**ENTRIES PROVIDED:**
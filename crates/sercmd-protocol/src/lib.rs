//! Line-oriented command protocol for serial links.
//!
//! This crate frames, decodes and encodes human-readable command packets
//! exchanged over a byte stream, typically a serial port. An application
//! registers named commands, each with required positional parameters and
//! optional `-flag` style options, feeds received byte chunks into the
//! decoder and gets a callback with the parsed arguments whenever a
//! well-formed packet arrives.
//!
//! # Protocol Overview
//!
//! Packets are single ASCII lines:
//!
//! ```text
//! [START] [DATA_ID SEP]? cmdname [value]* [-flag [value]]* END
//! ```
//!
//! - **Start character**: optional configured frame delimiter.
//! - **Header**: optional fixed id string after the start character,
//!   validated before full parsing.
//! - **Command name**: first whitespace-delimited token; must match a
//!   registered command exactly.
//! - **Arguments**: positional values and `-name [value]` options, space
//!   separated, with single/double quote grouping.
//! - **End character**: mandatory terminator; every packet ends with it.
//!
//! The decoder is incremental: it tolerates partial arrivals, strips
//! leading line noise, resynchronizes after truncated packets and bounds
//! its buffer with a configurable flush limit. Every failure is local to
//! one packet and reported as a [`DecodeStatus`], never an error.
//!
//! # Example
//!
//! ```rust,ignore
//! use sercmd_protocol::{Command, CmdOption, Decoder, DecoderConfig, Parameter};
//!
//! let mut config = DecoderConfig::new(b'>');
//! config.start_char = Some(b'<');
//!
//! let mut cmd = Command::with_callback("move", Box::new(|params| {
//!     println!("move to {} {}", params[0], params[1]);
//! }));
//! cmd.register_param(Parameter::new("x", "x position"));
//! cmd.register_param(Parameter::new("y", "y position"));
//! cmd.register_option(CmdOption::new("f", false));
//!
//! let mut decoder = Decoder::new(config)?;
//! decoder.register(cmd);
//!
//! decoder.feed(b"<move 10 20 -f>\r\n");
//! let status = decoder.run();
//! ```

mod command;
mod decoder;
mod encoder;
mod error;
mod parser;
mod tokenizer;

pub use command::*;
pub use decoder::*;
pub use encoder::*;
pub use error::*;
pub use parser::{parse_arguments, OPTION_MARKER};
pub use tokenizer::split_arguments;
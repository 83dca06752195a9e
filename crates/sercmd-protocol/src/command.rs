//! Command, parameter and option data model.
//!
//! A [`Command`] is registered with the decoder once at setup time and keeps
//! its shape from then on. The only parts that change afterwards are the
//! per-decode transient fields: [`CmdOption::detected`] and
//! [`CmdOption::value`] are rewritten every time a frame carrying the command
//! is decoded, and [`Parameter::value`] is rewritten by the application
//! before encoding an outgoing frame.

use std::fmt;

/// Callback invoked with the positional parameter values of a decoded frame.
pub type Callback = Box<dyn FnMut(&[String])>;

/// A required, order-significant argument of a command.
#[derive(Debug, Clone, Default, PartialEq, Eq)]
pub struct Parameter {
    /// Informational name, shown in help output only.
    pub name: String,
    /// Set by the decoder after a successful parse, or by the application
    /// before encoding.
    pub value: String,
    /// Human-readable description.
    pub description: String,
}

impl Parameter {
    /// Create a parameter with a name and description.
    pub fn new(name: impl Into<String>, description: impl Into<String>) -> Self {
        Parameter {
            name: name.into(),
            value: String::new(),
            description: description.into(),
        }
    }
}

/// A named, optional argument (a flag, with or without a value).
///
/// The stored `name` does not include the `-` marker; the marker is added on
/// encode and stripped during parsing.
#[derive(Debug, Clone, PartialEq, Eq)]
pub struct CmdOption {
    /// Flag spelling to match, without the marker prefix.
    pub name: String,
    /// Whether a value token follows the flag on the wire.
    pub has_value: bool,
    /// Value found after the flag (receiving) or to append after it
    /// (transmitting). Only meaningful when `has_value` is set.
    pub value: String,
    /// Human-readable description.
    pub description: String,
    /// Whether the encoder includes this option in outgoing frames.
    pub to_send: bool,
    /// True if the most recent decode of the owning command carried this
    /// flag. Reset before every decode attempt, so it is only meaningful
    /// right after a successful decode.
    pub detected: bool,
}

impl CmdOption {
    /// Create an option. `to_send` defaults to true, `detected` to false.
    pub fn new(name: impl Into<String>, has_value: bool) -> Self {
        CmdOption {
            name: name.into(),
            has_value,
            value: String::new(),
            description: String::new(),
            to_send: true,
            detected: false,
        }
    }

    /// Create an option with a description.
    pub fn with_description(
        name: impl Into<String>,
        has_value: bool,
        description: impl Into<String>,
    ) -> Self {
        let mut option = CmdOption::new(name, has_value);
        option.description = description.into();
        option
    }
}

/// A named command: the unit the decoder matches incoming frames against and
/// the encoder builds outgoing frames from.
///
/// Owns its parameters (ordered, all required) and options (unordered,
/// matched by name). The callback, when present, runs synchronously inside
/// the decoder's `run()` once a frame for this command has been fully
/// validated.
pub struct Command {
    /// The first whitespace-delimited token of a frame body; the key the
    /// decoder matches against. Case-sensitive.
    pub name: String,
    /// Human-readable description.
    pub description: String,
    /// Registered positional parameters, in wire order.
    pub params: Vec<Parameter>,
    /// Registered options.
    pub options: Vec<CmdOption>,
    callback: Option<Callback>,
}

impl Command {
    /// Create a command with no callback.
    pub fn new(name: impl Into<String>) -> Self {
        Command {
            name: name.into(),
            description: String::new(),
            params: Vec::new(),
            options: Vec::new(),
            callback: None,
        }
    }

    /// Create a command with a callback.
    pub fn with_callback(name: impl Into<String>, callback: Callback) -> Self {
        let mut command = Command::new(name);
        command.callback = Some(callback);
        command
    }

    /// Replace the callback.
    pub fn set_callback(&mut self, callback: Callback) {
        self.callback = Some(callback);
    }

    /// Append a required positional parameter. Registration order is wire
    /// order.
    pub fn register_param(&mut self, param: Parameter) {
        self.params.push(param);
    }

    /// Append an option.
    pub fn register_option(&mut self, option: CmdOption) {
        self.options.push(option);
    }

    /// Look up an option by its flag spelling (without the marker).
    pub fn option(&self, name: &str) -> Option<&CmdOption> {
        self.options.iter().find(|o| o.name == name)
    }

    /// Mutable option lookup, for flipping `to_send` or presetting values.
    pub fn option_mut(&mut self, name: &str) -> Option<&mut CmdOption> {
        self.options.iter_mut().find(|o| o.name == name)
    }

    /// Clear `detected` on every option. The decoder calls this before
    /// re-parsing a frame so stale detections from an earlier frame cannot
    /// leak through.
    pub(crate) fn reset_options(&mut self) {
        for option in &mut self.options {
            option.detected = false;
        }
    }

    /// Invoke the callback with the decoded parameter values. No-op when no
    /// callback is registered.
    pub(crate) fn run_callback(&mut self, params: &[String]) {
        if let Some(callback) = &mut self.callback {
            callback(params);
        }
    }
}

impl fmt::Debug for Command {
    fn fmt(&self, f: &mut fmt::Formatter<'_>) -> fmt::Result {
        f.debug_struct("Command")
            .field("name", &self.name)
            .field("description", &self.description)
            .field("params", &self.params)
            .field("options", &self.options)
            .field("callback", &self.callback.is_some())
            .finish()
    }
}
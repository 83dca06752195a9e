//! Link error types.

use thiserror::Error;

/// Errors surfaced by the link facade. Decode outcomes are not errors; they
/// are returned as `DecodeStatus` values by `Link::poll`.
#[derive(Error, Debug)]
pub enum LinkError {
    /// The underlying transport failed.
    #[error("transport I/O error: {0}")]
    Io(#[from] std::io::Error),

    /// The transport is not open.
    #[error("transport is not open")]
    PortClosed,
}

/// Result type alias for link operations.
pub type LinkResult<T> = Result<T, LinkError>;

**WORK TASK:** Only a number is wanted here. How many lines in the material contain "optional"?

**TASK ANSWER:** 4